At 30, after she’d married Liam and had her children, she began seeing the dead people on Christmas Eve. There were hundreds of them, different ages and styles of dress, walking a candlelit road outside her house. That first time, Polly stood at the window trembling, mouth agape. Of course, she was interested, but she was also terrified. She screamed for her son, Jarvis.
“What do you see?” she asked him, pointing out the window.
“Just darkness, Mommy.”
From that point forward, she claimed that Christmas Eve made her sad, and everyone expected that Polly take to her bed for the holiday.
***
The years passed, Polly found herself to be an old woman with all of her family and friends dead.

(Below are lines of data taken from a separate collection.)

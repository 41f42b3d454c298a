// ==========================================
// 待打包订单发运系统 - 领域类型定义
// ==========================================

use serde::{Deserialize, Serialize};
use std::fmt;

// ==========================================
// 列定位模式 (Column Mode)
// ==========================================
// HEADER: 按表头名称（含别名）定位，缺列即失败
// POSITIONAL: 旧版固定列序 0-15
#[derive(Debug, Clone, Copy, PartialEq, Eq, Default, Serialize, Deserialize)]
#[serde(rename_all = "SCREAMING_SNAKE_CASE")]
pub enum ColumnMode {
    #[default]
    Header,
    Positional,
}

impl ColumnMode {
    pub fn parse(value: &str) -> Option<Self> {
        match value.trim().to_uppercase().as_str() {
            "HEADER" => Some(ColumnMode::Header),
            "POSITIONAL" => Some(ColumnMode::Positional),
            _ => None,
        }
    }
}

impl fmt::Display for ColumnMode {
    fn fmt(&self, f: &mut fmt::Formatter<'_>) -> fmt::Result {
        match self {
            ColumnMode::Header => write!(f, "HEADER"),
            ColumnMode::Positional => write!(f, "POSITIONAL"),
        }
    }
}

// ==========================================
// 导入字段 (Import Field)
// ==========================================
// 声明顺序即旧版固定列序
#[derive(Debug, Clone, Copy, PartialEq, Eq, Hash)]
pub enum ImportField {
    Cantidad,
    Pk,
    Referencia,
    RazonSocial,
    Direccion1,
    Direccion2,
    Colonia,
    Poblacion,
    CodigoPostal,
    Telefono,
    Contacto,
    TipoGuia,
    Vehiculo,
    Currier,
    Tienda,
    Receptor,
}

impl ImportField {
    pub const ALL: [ImportField; 16] = [
        ImportField::Cantidad,
        ImportField::Pk,
        ImportField::Referencia,
        ImportField::RazonSocial,
        ImportField::Direccion1,
        ImportField::Direccion2,
        ImportField::Colonia,
        ImportField::Poblacion,
        ImportField::CodigoPostal,
        ImportField::Telefono,
        ImportField::Contacto,
        ImportField::TipoGuia,
        ImportField::Vehiculo,
        ImportField::Currier,
        ImportField::Tienda,
        ImportField::Receptor,
    ];

    /// 旧版固定列号
    pub fn legacy_index(&self) -> usize {
        *self as usize
    }

    /// 表头别名（已规范化：小写、去重音、去空格与符号）
    pub fn aliases(&self) -> &'static [&'static str] {
        match self {
            ImportField::Cantidad => &["cantidad", "cant", "piezas", "qty", "quantity"],
            ImportField::Pk => &["pk", "ucc", "pallet", "tarima", "etiqueta"],
            ImportField::Referencia => &["referencia", "ref", "reference", "embarque"],
            ImportField::RazonSocial => &["razonsocial", "consignatario", "destinatario"],
            ImportField::Direccion1 => &["direccion1", "direccion", "calle", "domicilio"],
            ImportField::Direccion2 => &["direccion2", "entrecalles", "referenciadomicilio"],
            ImportField::Colonia => &["colonia"],
            ImportField::Poblacion => &["poblacion", "ciudad", "municipio", "localidad"],
            ImportField::CodigoPostal => &["cp", "codigopostal", "codpostal"],
            ImportField::Telefono => &["telefono", "tel", "celular"],
            ImportField::Contacto => &["contacto"],
            ImportField::TipoGuia => &["tipoguia", "tipodeguia", "servicio"],
            ImportField::Vehiculo => &["vehiculo", "unidad"],
            ImportField::Currier => &["currier", "courier", "paqueteria", "transportista"],
            ImportField::Tienda => &["tienda", "store", "sucursal"],
            ImportField::Receptor => &["receptor", "recibe"],
        }
    }

    /// HEADER 模式下是否必须存在
    pub fn is_required(&self) -> bool {
        !matches!(
            self,
            ImportField::Direccion2
                | ImportField::Vehiculo
                | ImportField::Currier
                | ImportField::Tienda
                | ImportField::Receptor
        )
    }

    /// 用于错误提示的列名
    pub fn label(&self) -> &'static str {
        self.aliases()[0]
    }
}

impl fmt::Display for ImportField {
    fn fmt(&self, f: &mut fmt::Formatter<'_>) -> fmt::Result {
        write!(f, "{}", self.label())
    }
}

#[cfg(test)]
mod tests {
    use super::*;

    #[test]
    fn test_legacy_index_follows_declaration_order() {
        for (idx, field) in ImportField::ALL.iter().enumerate() {
            assert_eq!(field.legacy_index(), idx);
        }
        assert_eq!(ImportField::Receptor.legacy_index(), 15);
    }

    #[test]
    fn test_column_mode_parse() {
        assert_eq!(ColumnMode::parse(" header "), Some(ColumnMode::Header));
        assert_eq!(ColumnMode::parse("POSITIONAL"), Some(ColumnMode::Positional));
        assert_eq!(ColumnMode::parse("other"), None);
    }
}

She did not know why she continued to live, why day after day her heart beat in her chest, her skin emanated warmth, her blood trickled through stiff veins.

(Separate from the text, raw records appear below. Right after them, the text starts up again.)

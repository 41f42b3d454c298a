// ==========================================
// 待打包订单发运系统 - 应用层
// ==========================================
// 职责: axum 路由与共享状态
// ==========================================

pub mod http;
pub mod state;

// 重导出
pub use http::{router, SESSION_HEADER};
pub use state::{get_default_db_path, AppState};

Her 95th Christmas Eve, Polly got out of bed, moved to the window, and saw the dead marching their solemn march. She stared at their faces, wanting desperately to recognize one of them. Liam? Jarvis? Beatrice? Mama? Papa? Her hand spread out on the cold window, hoping one of the spirit’s own hands would mirror hers on the other side.
Polly took her walker, hobbled outside in her robe and slippers, the icy air clawing up her legs. For the first time in 65 years she walked out among her dreaded dead. They swirled, danced, swept around her, but it was not scary. Astounded by the silence, the lack of sadness, the warmth, she wanted to stay with them, always.
“Mrs. Cantwell!” her nurse, Cynthia, appeared, interrupted Polly’s reverie, pulled her inside.
“What am I going to do with you?” she scolded. “Am I going to have to send you to the home?” Cynthia said, directing Polly inside to bed.
“You better be good, Mrs. C. No trouble,” she touched Polly’s cheek, shut off the light, closed and locked the door.
Polly, her blanket pulled up to her chin, listened to all the sounds, the ticking clock, the creaks and groans of the house. Her eyes moved to the end of the bed, where a collection of spirits assembled. A cloud-like finger reached out, beckoned her forward. Polly smiled, the joy of Christmas, at last, overwhelming her.